Showing posts with label Tax Policy. Show all posts
Showing posts with label Tax Policy. Show all posts

Sunday, November 27, 2011

Bush tax cuts and the decline of U.S. as a serious world power

http://www.mcclatchydc.com/2010/12/30/105931/commentary-bush-tax-cuts-and-the.html

Commentary: Bush tax cuts and the decline of U.S. as a serious world power

By Dennis Jett | McClatchy Newspapers

The lame ducks had not even flown the coop before the assessments of the 111th Congress started to pour in. After months of partisan bickering and foot dragging, the achievements in the final days of the legislative session were truly impressive.

There are two feats that have been generally unrecognized by the Washington’s chattering class however. Both deserve acknowledgment because they will affect the country’s future more than anything else this session of Congress accomplished.

The legislators affected the course of history by ensuring two future events will occur — the reelection of President Obama and the decline of the United States as a serious world power.
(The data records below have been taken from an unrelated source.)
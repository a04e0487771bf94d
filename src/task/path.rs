/// Joins `base` and `relative` into an operation target.
///
/// Plain string concatenation: nothing is canonicalized, checked for existence
/// or resolved through symlinks, and trailing slashes on `relative` are kept
/// (they matter to rsync). An empty `relative` yields `base` unchanged.
pub fn resolve_target<B: AsRef<str>, R: AsRef<str>>(base: B, relative: R) -> String {
    let (base, relative) = (base.as_ref(), relative.as_ref());
    if relative.is_empty() {
        base.to_string()
    } else if base.ends_with('/') {
        format!("{base}{relative}")
    } else {
        format!("{base}/{relative}")
    }
}
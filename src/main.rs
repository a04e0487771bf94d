use clap::{Parser, Subcommand};
use std::path::PathBuf;
use std::process::exit;
use sys_admin::task::batch::run_configured_task;
use sys_admin::task::command::SystemCommandRunner;
use sys_admin::task::logging::LogContext;
use sys_admin::task::operation::OperationExecutor;
use sys_admin::task::settings::{RunMode, Settings, DEFAULT_CONFIG_PATH};
use sys_admin::task::task_config::{BackupConfig, CleanupConfig, TaskConfig};
use tracing::{error, info};

/// Mirror source directories to a backup host, or empty temporary directories
#[derive(Parser, Debug)]
#[command(version, about, long_about = None)]
struct Args {
    /// Directory for the dated log file (required)
    #[arg(long, env = "BACKUP_DIR", global = true)]
    log_dir: Option<PathBuf>,

    /// Log verbosity: dev logs debug lines, prod starts at info
    #[arg(long, env = "RUN_STATE", value_enum, ignore_case = true, default_value_t, global = true)]
    run_state: RunMode,

    /// Location of the JSON task document
    #[arg(short, long, env = "BACKUP_CONFIG", default_value = DEFAULT_CONFIG_PATH, global = true)]
    config: PathBuf,

    /// Exit with status 1 when any operation of the batch failed
    #[arg(long, env = "SYS_ADMIN_STRICT", global = true)]
    strict: bool,

    #[command(subcommand)]
    task: Task,
}

#[derive(Subcommand, Debug, Clone, Copy)]
enum Task {
    /// Mirror every source directory to the backup destination
    Backup,
    /// Delete the contents of every temporary directory
    Clean,
}

fn main() {
    let args = Args::parse();

    let settings = match Settings::try_new(args.log_dir, args.run_state, args.config, args.strict) {
        Ok(settings) => settings,
        Err(e) => {
            eprintln!("{e}");
            exit(1);
        }
    };

    let code = match args.task {
        Task::Backup => run::<BackupConfig>(&settings),
        Task::Clean => run::<CleanupConfig>(&settings),
    };
    exit(code);
}

fn run<C: TaskConfig>(settings: &Settings) -> i32 {
    let log = match LogContext::init(settings, C::TASK_NAME) {
        Ok(log) => log,
        Err(e) => {
            eprintln!("{e}");
            return 1;
        }
    };
    info!("Initialized logging!");

    let executor = OperationExecutor::builder()
        .runner(SystemCommandRunner)
        .build();
    let code = match run_configured_task::<C, _>(settings, executor) {
        Ok(report) if settings.strict() => match report.into_result() {
            Ok(()) => 0,
            Err(e) => {
                error!("{e}");
                1
            }
        },
        Ok(_) => 0,
        Err(e) => {
            error!("{e}");
            1
        }
    };

    drop(log);
    code
}
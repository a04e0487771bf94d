//! # sys_admin
//!
//! Configuration-driven maintenance tasks for a single host.
//!
//! ## Tasks
//!
//! - **backup**: mirrors each configured source directory to a backup
//!   destination with `rsync -azv --delete`
//! - **clean**: empties each configured temporary directory, deleting every
//!   immediate child with `rm -rfv`
//!
//! Both tasks read the same kind of JSON document, resolve their targets below
//! `homeDirectory` and run one target after another. A failing target is
//! logged and recorded in the [`BatchReport`](task::batch::BatchReport); it
//! never stops the rest of the batch.
//!
//! ## Quick Start
//!
//! ```no_run
//! use sys_admin::task::batch::run_configured_task;
//! use sys_admin::task::command::SystemCommandRunner;
//! use sys_admin::task::logging::LogContext;
//! use sys_admin::task::operation::OperationExecutor;
//! use sys_admin::task::settings::Settings;
//! use sys_admin::task::task_config::{BackupConfig, TaskConfig};
//!
//! let settings = Settings::builder().log_dir("/var/log/sys_admin").build();
//! let _log = LogContext::init(&settings, BackupConfig::TASK_NAME)?;
//! let executor = OperationExecutor::builder().runner(SystemCommandRunner).build();
//! let report = run_configured_task::<BackupConfig, _>(&settings, executor)?;
//! println!("{} of {} succeeded", report.succeeded_count(), report.total());
//! # Ok::<(), Box<dyn std::error::Error>>(())
//! ```

pub mod task;
#[cfg(test)]
mod tests {
    use super::*;
    use crate::task::command::testing::RecordingRunner;
    use crate::task::logging::LogContext;
    use crate::task::settings::Settings;
    use std::collections::HashSet;
    use tempfile::TempDir;

    fn executor(runner: RecordingRunner) -> OperationExecutor<RecordingRunner> {
        OperationExecutor::builder().runner(runner).build()
    }

    fn path_str(path: &Path) -> String {
        path.to_string_lossy().into_owned()
    }

    /// Runs `f` with a logging context installed and returns its log file content.
    fn with_log_file<T, F: FnOnce() -> T>(f: F) -> (T, String) {
        let log_dir = TempDir::new().unwrap();
        let settings = Settings::builder().log_dir(log_dir.path()).build();
        let (value, log_file) = {
            let ctx = LogContext::init(&settings, "clean_temp_directories").unwrap();
            (f(), ctx.log_file().clone())
        };
        (value, std::fs::read_to_string(log_file).unwrap())
    }

    #[test]
    fn test_sync_target_issues_mirror_command() {
        let executor = executor(RecordingRunner::default());
        let result = executor.sync_target("/data/a", "backup@host:/bak");

        assert!(result.succeeded());
        assert_eq!(result.target(), Path::new("/data/a"));
        assert_eq!(result.program(), "rsync");
        assert_eq!(
            executor.runner().calls(),
            vec![(
                "rsync".to_string(),
                vec![
                    "-azv".to_string(),
                    "--delete".to_string(),
                    "/data/a".to_string(),
                    "backup@host:/bak".to_string()
                ]
            )]
        );
    }

    #[test]
    fn test_sync_target_failure_is_captured_not_raised() {
        let executor = executor(RecordingRunner::failing_on(["backup@host:/bak"]));
        let result = executor.sync_target("/data/a", "backup@host:/bak");

        assert!(!result.succeeded());
        assert_eq!(result.exit_code(), Some(1));
        assert!(result.standard_error().contains("Permission denied"));
        match result.to_error() {
            Some(Error::Operation { program, target, .. }) => {
                assert_eq!(program, "rsync");
                assert_eq!(target, "/data/a");
            }
            other => panic!("Expected Operation error, got {other:?}"),
        }
    }

    #[test]
    fn test_spawn_failure_becomes_failed_result() {
        let runner = RecordingRunner {
            unspawnable: true,
            ..RecordingRunner::default()
        };
        let executor = executor(runner);
        let result = executor.sync_target("/data/a", "/bak");

        assert!(!result.succeeded());
        assert_eq!(result.exit_code(), None);
        assert!(result.standard_error().contains("command not found"));
    }

    #[test]
    fn test_delete_contents_issues_one_delete_per_child() {
        let temp_dir = TempDir::new().unwrap();
        std::fs::write(temp_dir.path().join("x"), "x").unwrap();
        std::fs::create_dir(temp_dir.path().join("y")).unwrap();
        std::fs::write(temp_dir.path().join("y/nested"), "nested").unwrap();

        let target = path_str(temp_dir.path());
        let executor = executor(RecordingRunner::default());
        let results = executor.delete_contents_of_target(&target, false);

        assert_eq!(results.len(), 2);
        let deleted: HashSet<_> = executor.runner().last_args().into_iter().collect();
        let expected: HashSet<_> = [format!("{target}/x"), format!("{target}/y")]
            .into_iter()
            .collect();
        assert_eq!(deleted, expected);
        assert!(executor
            .runner()
            .calls()
            .iter()
            .all(|(program, args)| program == "rm" && args[0] == "-rfv"));
    }

    #[test]
    fn test_delete_contents_of_empty_dir_is_noop() {
        let temp_dir = TempDir::new().unwrap();
        let target = path_str(temp_dir.path());
        let executor = executor(RecordingRunner::default());

        let (results, log) = with_log_file(|| executor.delete_contents_of_target(&target, false));

        assert!(results.is_empty());
        assert!(executor.runner().calls().is_empty());
        let announce = format!("\tdeleting files in {target}");
        assert_eq!(log.lines().filter(|l| l.ends_with(&announce)).count(), 1);
        assert!(!log
            .lines()
            .any(|l| l.contains("\tdeleting ") && l.contains(" from ")));
    }

    #[test]
    fn test_delete_contents_of_missing_dir_is_noop() {
        let temp_dir = TempDir::new().unwrap();
        let missing = path_str(&temp_dir.path().join("missing"));
        let executor = executor(RecordingRunner::default());

        assert!(executor.delete_contents_of_target(&missing, false).is_empty());
        assert!(executor.runner().calls().is_empty());
    }

    #[test]
    fn test_delete_contents_skips_hidden_unless_asked() {
        let temp_dir = TempDir::new().unwrap();
        std::fs::write(temp_dir.path().join(".keep"), "").unwrap();
        std::fs::write(temp_dir.path().join("cache.bin"), "").unwrap();
        let target = path_str(temp_dir.path());

        let executor = executor(RecordingRunner::default());
        assert_eq!(executor.delete_contents_of_target(&target, false).len(), 1);
        assert_eq!(executor.delete_contents_of_target(&target, true).len(), 2);
    }

    #[test]
    fn test_delete_failure_does_not_stop_siblings() {
        let temp_dir = TempDir::new().unwrap();
        for name in ["a", "b", "c"] {
            std::fs::write(temp_dir.path().join(name), name).unwrap();
        }
        let target = path_str(temp_dir.path());

        let executor = executor(RecordingRunner::failing_on([format!("{target}/a")]));
        let results = executor.delete_contents_of_target(&target, false);

        assert_eq!(results.len(), 3);
        assert_eq!(results.iter().filter(|r| r.succeeded()).count(), 2);
    }

    #[test]
    fn test_output_streams_are_logged_per_level() {
        let temp_dir = TempDir::new().unwrap();
        for name in ["a", "b"] {
            std::fs::write(temp_dir.path().join(name), name).unwrap();
        }
        let target = path_str(temp_dir.path());
        let executor = executor(RecordingRunner::failing_on([format!("{target}/a")]));

        let (results, log) = with_log_file(|| executor.delete_contents_of_target(&target, false));

        assert_eq!(results.len(), 2);
        assert!(log.lines().any(|l| l.starts_with("[ERROR]")
            && l.ends_with(&format!("cannot process {target}/a: Permission denied"))));
        assert!(log
            .lines()
            .any(|l| l.starts_with("[INFO]") && l.ends_with(&format!("\tprocessed {target}/b"))));
        assert!(!log
            .lines()
            .any(|l| l.starts_with("[ERROR]") && l.contains(&format!("{target}/b"))));
        assert!(!log.contains("\n\n"));
    }

    #[test]
    fn test_execute_dispatches_on_kind() {
        let executor = executor(RecordingRunner::default());
        let kind = OperationKind::Sync {
            destination: "/bak".to_string(),
        };
        assert_eq!(executor.execute("/data/a", &kind).len(), 1);
        assert_eq!(kind.to_string(), "sync to /bak");
    }

    #[test]
    fn test_custom_program_names() {
        let executor = OperationExecutor::builder()
            .runner(RecordingRunner::default())
            .sync_program("/usr/local/bin/rsync")
            .build();
        executor.sync_target("/data/a", "/bak");

        assert_eq!(executor.runner().calls()[0].0, "/usr/local/bin/rsync");
    }

    #[cfg(unix)]
    #[test]
    fn test_delete_contents_with_real_rm() {
        use crate::task::command::SystemCommandRunner;

        let temp_dir = TempDir::new().unwrap();
        std::fs::write(temp_dir.path().join("x"), "x").unwrap();
        std::fs::create_dir_all(temp_dir.path().join("y/deeper")).unwrap();
        std::fs::write(temp_dir.path().join("y/deeper/z"), "z").unwrap();

        let executor = OperationExecutor::builder()
            .runner(SystemCommandRunner)
            .build();
        let results = executor.delete_contents_of_target(&path_str(temp_dir.path()), false);

        assert_eq!(results.len(), 2);
        assert!(results.iter().all(OperationResult::succeeded));
        assert!(temp_dir.path().is_dir());
        assert_eq!(std::fs::read_dir(temp_dir.path()).unwrap().count(), 0);
    }

    #[cfg(unix)]
    #[test]
    fn test_delete_contents_removes_non_utf8_names() {
        use crate::task::command::SystemCommandRunner;
        use std::ffi::OsStr;
        use std::os::unix::ffi::OsStrExt;

        let temp_dir = TempDir::new().unwrap();
        let name = OsStr::from_bytes(b"bad\xffname");
        std::fs::write(temp_dir.path().join(name), "x").unwrap();

        let executor = OperationExecutor::builder()
            .runner(SystemCommandRunner)
            .build();
        let results = executor.delete_contents_of_target(&path_str(temp_dir.path()), false);

        assert_eq!(results.len(), 1);
        assert!(results[0].succeeded());
        assert_eq!(results[0].target(), &temp_dir.path().join(name));
        assert_eq!(std::fs::read_dir(temp_dir.path()).unwrap().count(), 0);
    }
}
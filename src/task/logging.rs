//! Logging context for one process run.
//!
//! A [`LogContext`] owns the subscriber writing to the console and to the dated
//! log file. It is installed as the default dispatcher for as long as the
//! context lives, so every component logging through `tracing` during a run
//! ends up in the same two sinks.

use crate::task::result_error::error::Error;
use crate::task::result_error::result::Result;
use crate::task::result_error::WithMsg;
use crate::task::settings::Settings;

use chrono::{Local, NaiveDate};
use getset::Getters;
use tracing::dispatcher::DefaultGuard;
use tracing::{Event, Subscriber};
use tracing_subscriber::fmt::format::Writer;
use tracing_subscriber::fmt::{FmtContext, FormatEvent, FormatFields};
use tracing_subscriber::layer::SubscriberExt;
use tracing_subscriber::registry::LookupSpan;

use std::fs::OpenOptions;
use std::path::PathBuf;
use std::sync::{Arc, Mutex};

pub static LOG_FILE_SUFFIX: &str = "sys_admin.log";
static LOG_FILE_DATE_FORMAT: &str = "[%m-%d-%Y]";
static LINE_TIME_FORMAT: &str = "%Y-%m-%d %H:%M:%S,%3f";

/// Name of the log file written on `date`, e.g. `[02-28-2018]-sys_admin.log`.
pub fn log_file_name(date: NaiveDate) -> String {
    format!("{}-{}", date.format(LOG_FILE_DATE_FORMAT), LOG_FILE_SUFFIX)
}

/// `[LEVEL]\t-\t[timestamp]\t-\t<logger name>\t<message>`
#[derive(Clone, Debug)]
pub struct LineFormat {
    logger_name: Arc<str>,
}

impl LineFormat {
    pub fn new<S: Into<Arc<str>>>(logger_name: S) -> Self {
        Self {
            logger_name: logger_name.into(),
        }
    }
}

impl<S, N> FormatEvent<S, N> for LineFormat
where
    S: Subscriber + for<'a> LookupSpan<'a>,
    N: for<'a> FormatFields<'a> + 'static,
{
    fn format_event(
        &self,
        ctx: &FmtContext<'_, S, N>,
        mut writer: Writer<'_>,
        event: &Event<'_>,
    ) -> std::fmt::Result {
        write!(
            writer,
            "[{}]\t-\t[{}]\t-\t{}\t",
            event.metadata().level(),
            Local::now().format(LINE_TIME_FORMAT),
            self.logger_name
        )?;
        ctx.field_format().format_fields(writer.by_ref(), event)?;
        writeln!(writer)
    }
}

#[derive(Getters)]
#[getset(get = "pub")]
pub struct LogContext {
    log_file: PathBuf,
    #[getset(skip)]
    _guard: DefaultGuard,
}

impl LogContext {
    /// Opens today's log file under the configured log directory and installs
    /// the console + file subscriber until the returned context is dropped.
    pub fn init<S: Into<Arc<str>>>(settings: &Settings, logger_name: S) -> Result<LogContext> {
        let logger_name = logger_name.into();
        let log_file = settings
            .log_dir()
            .join(log_file_name(Local::now().date_naive()));
        let file = OpenOptions::new()
            .create(true)
            .append(true)
            .open(&log_file)
            .map_err(Error::from)
            .with_msg(format!("Failed to open log file {:?}", log_file))?;

        let format = LineFormat::new(logger_name);
        let subscriber = tracing_subscriber::registry()
            .with(settings.run_mode().level_filter())
            .with(
                tracing_subscriber::fmt::layer()
                    .event_format(format.clone())
                    .with_writer(std::io::stderr),
            )
            .with(
                tracing_subscriber::fmt::layer()
                    .event_format(format)
                    .with_ansi(false)
                    .with_writer(Mutex::new(file)),
            );
        let guard = tracing::subscriber::set_default(subscriber);

        tracing::info!("Successfully initialized logger!");
        tracing::info!("Backup Logs Directory: {}", settings.log_dir().display());

        Ok(LogContext {
            log_file,
            _guard: guard,
        })
    }
}

impl Drop for LogContext {
    fn drop(&mut self) {
        tracing::debug!("Closing log file {:?}", self.log_file);
    }
}
pub mod batch;
pub mod command;
pub mod logging;
pub mod operation;
pub mod path;
pub mod result_error;
pub mod settings;
pub mod task_config;
pub mod validate;

macro_rules! function_path {
    () => {
        concat!(module_path!(), "::", function_name!(), " ", file!(), ":", line!())
    };
}

pub(crate) use function_path;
That may seem counter-intuitive given that the leader of the Republicans in the Senate, Mitch McConnell, said not too many weeks ago that ensuring the President did not get a second term was his highest priority.

McConnell only needed to glance at the potential Republican candidates for 2012 to discover why he had to forego that dream. While all the party’s presidential aspirants use their platforms on Fox News to ignite the Republican base, they repel pretty much everyone else. More ominous is the fact there will be little chance to oust the incumbent if the economy continues to improve. There is one statistic that will determine that &mash; the unemployment rate. If it is significantly lower than it is now, he will win. If it is not, he won’t.

McConnell could have refused to do anything to help the economy and prayed for a double dip recession severe enough to sweep his party into the White House. Republicans are about to take ownership of the other House, however, and can’t avoid some responsibility for prolonged economic stagnation without there being negative implications for the Republicans in Congress. “Just say no” would therefore be no more effective a strategy than it was in the war on drugs. So McConnell and company signed off on tax cuts that will probably stimulate the economy enough to determine the outcome of the election in the President’s favor.

The tax cuts will also ensure the decline of the United States. Republicans insisted that all those poor starving people with seven figure annual incomes and above could not possibly be asked to pay more. Given the generous provisions of the estate tax, apparently not even dead multimillionaires can be expected to ante up. To ensure tax cuts for such people, the Republicans held hostage the long-term unemployed and their favorite props for photo ops — 9/11 first responders.

The cuts that resulted will not only balloon the deficit, but will also require dismantling a good bit of government at the state and federal level. Education will be hollowed out and infrastructure left to decay as the United States becomes increasingly indebted to other countries and unable to compete in the global marketplace. Future debates on public policy will be forced to focus on how much to gut Social Security and Medicare.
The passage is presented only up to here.